What you have to do. Pull from the data below each line where the word "expected" occurs, and copy it.

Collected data
—————

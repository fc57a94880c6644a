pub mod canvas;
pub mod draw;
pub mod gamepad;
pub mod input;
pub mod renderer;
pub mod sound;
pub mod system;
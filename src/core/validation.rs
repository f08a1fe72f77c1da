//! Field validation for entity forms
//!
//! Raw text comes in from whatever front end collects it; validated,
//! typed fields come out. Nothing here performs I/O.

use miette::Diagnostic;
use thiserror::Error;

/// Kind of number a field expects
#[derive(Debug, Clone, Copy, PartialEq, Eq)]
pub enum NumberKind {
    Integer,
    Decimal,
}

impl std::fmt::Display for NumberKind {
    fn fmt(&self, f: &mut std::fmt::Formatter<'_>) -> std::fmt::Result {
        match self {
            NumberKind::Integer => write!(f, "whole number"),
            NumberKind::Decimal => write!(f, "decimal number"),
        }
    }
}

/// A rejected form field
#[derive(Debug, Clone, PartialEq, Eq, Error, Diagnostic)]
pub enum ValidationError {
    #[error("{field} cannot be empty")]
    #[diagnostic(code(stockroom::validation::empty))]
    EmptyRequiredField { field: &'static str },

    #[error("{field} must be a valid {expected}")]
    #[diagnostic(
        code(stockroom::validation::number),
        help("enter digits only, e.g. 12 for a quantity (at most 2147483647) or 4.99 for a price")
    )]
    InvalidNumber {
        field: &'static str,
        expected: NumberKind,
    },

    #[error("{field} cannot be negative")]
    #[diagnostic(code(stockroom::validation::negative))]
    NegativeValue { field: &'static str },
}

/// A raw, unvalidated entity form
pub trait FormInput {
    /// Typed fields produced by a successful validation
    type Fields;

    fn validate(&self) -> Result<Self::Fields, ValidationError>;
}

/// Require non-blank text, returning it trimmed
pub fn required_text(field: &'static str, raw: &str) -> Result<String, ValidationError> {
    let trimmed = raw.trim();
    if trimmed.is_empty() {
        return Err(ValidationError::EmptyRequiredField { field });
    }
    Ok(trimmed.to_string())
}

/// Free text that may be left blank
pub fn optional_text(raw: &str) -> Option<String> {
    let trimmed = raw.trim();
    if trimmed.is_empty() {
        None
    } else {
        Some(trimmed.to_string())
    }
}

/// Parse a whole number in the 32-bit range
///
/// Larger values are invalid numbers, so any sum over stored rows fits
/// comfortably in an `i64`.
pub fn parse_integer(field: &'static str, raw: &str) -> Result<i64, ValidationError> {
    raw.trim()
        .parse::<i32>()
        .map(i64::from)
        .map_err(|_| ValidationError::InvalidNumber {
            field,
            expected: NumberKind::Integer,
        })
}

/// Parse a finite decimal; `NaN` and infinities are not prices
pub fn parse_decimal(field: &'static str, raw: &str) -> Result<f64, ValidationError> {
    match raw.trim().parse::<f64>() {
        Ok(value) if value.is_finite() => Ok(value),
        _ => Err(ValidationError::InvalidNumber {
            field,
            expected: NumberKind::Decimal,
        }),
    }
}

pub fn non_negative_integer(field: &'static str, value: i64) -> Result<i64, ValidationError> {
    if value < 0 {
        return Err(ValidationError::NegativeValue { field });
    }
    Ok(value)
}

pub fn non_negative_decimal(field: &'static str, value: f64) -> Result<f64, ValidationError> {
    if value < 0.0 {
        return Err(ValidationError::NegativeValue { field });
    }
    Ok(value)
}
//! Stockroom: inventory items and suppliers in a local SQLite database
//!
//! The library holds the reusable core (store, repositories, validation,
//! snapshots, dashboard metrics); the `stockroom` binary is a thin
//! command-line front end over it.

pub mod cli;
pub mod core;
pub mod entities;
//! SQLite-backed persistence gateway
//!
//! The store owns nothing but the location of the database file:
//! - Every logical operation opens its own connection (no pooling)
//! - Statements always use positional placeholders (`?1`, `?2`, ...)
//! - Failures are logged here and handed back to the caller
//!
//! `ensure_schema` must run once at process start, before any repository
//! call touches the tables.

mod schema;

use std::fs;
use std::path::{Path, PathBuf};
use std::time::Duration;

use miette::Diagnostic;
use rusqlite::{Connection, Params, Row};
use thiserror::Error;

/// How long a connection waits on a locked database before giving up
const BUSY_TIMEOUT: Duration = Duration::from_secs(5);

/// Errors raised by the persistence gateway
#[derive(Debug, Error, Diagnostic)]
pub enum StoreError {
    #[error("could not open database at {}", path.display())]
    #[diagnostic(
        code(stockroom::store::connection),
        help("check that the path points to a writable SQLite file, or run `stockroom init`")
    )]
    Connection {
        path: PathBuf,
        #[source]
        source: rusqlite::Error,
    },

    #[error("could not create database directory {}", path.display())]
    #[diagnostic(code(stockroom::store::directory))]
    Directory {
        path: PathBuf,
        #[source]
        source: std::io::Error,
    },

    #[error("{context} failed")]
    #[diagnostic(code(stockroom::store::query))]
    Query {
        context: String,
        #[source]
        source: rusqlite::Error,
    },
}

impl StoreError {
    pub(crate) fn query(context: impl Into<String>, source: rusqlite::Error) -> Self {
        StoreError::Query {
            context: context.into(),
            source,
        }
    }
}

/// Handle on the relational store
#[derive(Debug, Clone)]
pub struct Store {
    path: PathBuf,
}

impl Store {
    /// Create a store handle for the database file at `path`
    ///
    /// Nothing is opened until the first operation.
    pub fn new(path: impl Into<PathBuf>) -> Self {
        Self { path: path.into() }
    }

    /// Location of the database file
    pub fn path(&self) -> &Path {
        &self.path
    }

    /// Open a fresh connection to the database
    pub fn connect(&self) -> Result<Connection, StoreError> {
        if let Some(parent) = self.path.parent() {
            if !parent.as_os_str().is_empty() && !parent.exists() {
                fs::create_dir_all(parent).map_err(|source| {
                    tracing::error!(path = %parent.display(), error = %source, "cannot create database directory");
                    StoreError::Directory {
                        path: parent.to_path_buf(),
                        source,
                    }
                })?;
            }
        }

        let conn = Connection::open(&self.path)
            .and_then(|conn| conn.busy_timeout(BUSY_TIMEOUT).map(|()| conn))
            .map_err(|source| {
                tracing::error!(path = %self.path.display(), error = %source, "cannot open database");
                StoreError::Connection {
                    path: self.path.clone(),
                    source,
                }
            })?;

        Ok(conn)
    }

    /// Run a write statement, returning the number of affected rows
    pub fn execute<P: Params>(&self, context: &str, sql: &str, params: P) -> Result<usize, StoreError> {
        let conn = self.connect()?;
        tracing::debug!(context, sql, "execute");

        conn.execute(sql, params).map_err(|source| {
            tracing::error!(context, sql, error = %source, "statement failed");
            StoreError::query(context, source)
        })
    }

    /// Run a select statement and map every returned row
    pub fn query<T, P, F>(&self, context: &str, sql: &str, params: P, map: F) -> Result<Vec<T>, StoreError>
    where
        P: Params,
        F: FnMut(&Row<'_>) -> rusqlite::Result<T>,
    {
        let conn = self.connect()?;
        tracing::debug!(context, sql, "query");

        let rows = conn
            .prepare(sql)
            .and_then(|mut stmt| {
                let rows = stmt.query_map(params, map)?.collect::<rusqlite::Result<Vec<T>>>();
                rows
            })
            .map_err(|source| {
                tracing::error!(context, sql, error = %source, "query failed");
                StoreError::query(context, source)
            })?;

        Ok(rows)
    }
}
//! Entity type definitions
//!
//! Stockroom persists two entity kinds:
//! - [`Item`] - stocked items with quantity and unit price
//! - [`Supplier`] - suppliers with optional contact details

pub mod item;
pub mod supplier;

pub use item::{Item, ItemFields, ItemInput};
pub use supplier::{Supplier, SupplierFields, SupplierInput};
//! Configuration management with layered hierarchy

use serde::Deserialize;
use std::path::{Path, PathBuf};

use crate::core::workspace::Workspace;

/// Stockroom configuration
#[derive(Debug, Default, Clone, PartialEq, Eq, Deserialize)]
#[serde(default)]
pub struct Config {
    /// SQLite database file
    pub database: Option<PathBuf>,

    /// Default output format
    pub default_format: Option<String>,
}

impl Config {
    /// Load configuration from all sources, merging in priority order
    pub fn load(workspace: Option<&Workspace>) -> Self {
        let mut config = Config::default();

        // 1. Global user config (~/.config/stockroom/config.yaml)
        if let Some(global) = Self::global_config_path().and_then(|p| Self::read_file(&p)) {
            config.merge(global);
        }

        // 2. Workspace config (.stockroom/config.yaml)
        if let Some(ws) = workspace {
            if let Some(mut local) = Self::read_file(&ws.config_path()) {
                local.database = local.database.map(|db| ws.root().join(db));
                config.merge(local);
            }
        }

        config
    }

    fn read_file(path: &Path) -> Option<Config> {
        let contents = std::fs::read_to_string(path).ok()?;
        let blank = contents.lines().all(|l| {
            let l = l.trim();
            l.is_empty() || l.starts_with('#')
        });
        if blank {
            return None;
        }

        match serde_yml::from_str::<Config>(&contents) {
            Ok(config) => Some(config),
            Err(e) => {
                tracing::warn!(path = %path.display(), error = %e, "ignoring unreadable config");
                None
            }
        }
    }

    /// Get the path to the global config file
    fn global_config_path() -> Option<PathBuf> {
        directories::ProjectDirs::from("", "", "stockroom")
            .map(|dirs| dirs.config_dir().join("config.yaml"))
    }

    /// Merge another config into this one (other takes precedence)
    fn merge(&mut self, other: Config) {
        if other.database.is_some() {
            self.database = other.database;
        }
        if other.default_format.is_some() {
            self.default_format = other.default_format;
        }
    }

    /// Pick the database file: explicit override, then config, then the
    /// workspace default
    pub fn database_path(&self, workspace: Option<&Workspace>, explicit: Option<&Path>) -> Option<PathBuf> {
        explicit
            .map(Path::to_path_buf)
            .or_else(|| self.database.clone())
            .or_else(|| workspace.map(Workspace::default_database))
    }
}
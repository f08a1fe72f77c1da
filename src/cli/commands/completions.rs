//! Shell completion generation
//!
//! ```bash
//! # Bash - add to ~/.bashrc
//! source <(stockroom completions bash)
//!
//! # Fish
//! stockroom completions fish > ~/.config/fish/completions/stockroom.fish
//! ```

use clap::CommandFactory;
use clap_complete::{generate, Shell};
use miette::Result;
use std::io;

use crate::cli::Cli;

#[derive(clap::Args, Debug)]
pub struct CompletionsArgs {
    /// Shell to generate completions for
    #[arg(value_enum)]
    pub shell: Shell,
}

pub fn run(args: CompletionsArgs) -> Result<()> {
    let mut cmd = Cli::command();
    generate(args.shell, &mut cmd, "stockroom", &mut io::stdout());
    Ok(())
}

—————

Answer space.
    #[error("{field} must be a valid {expected}")]
        expected: NumberKind,
            expected: NumberKind::Integer,
            expected: NumberKind::Decimal,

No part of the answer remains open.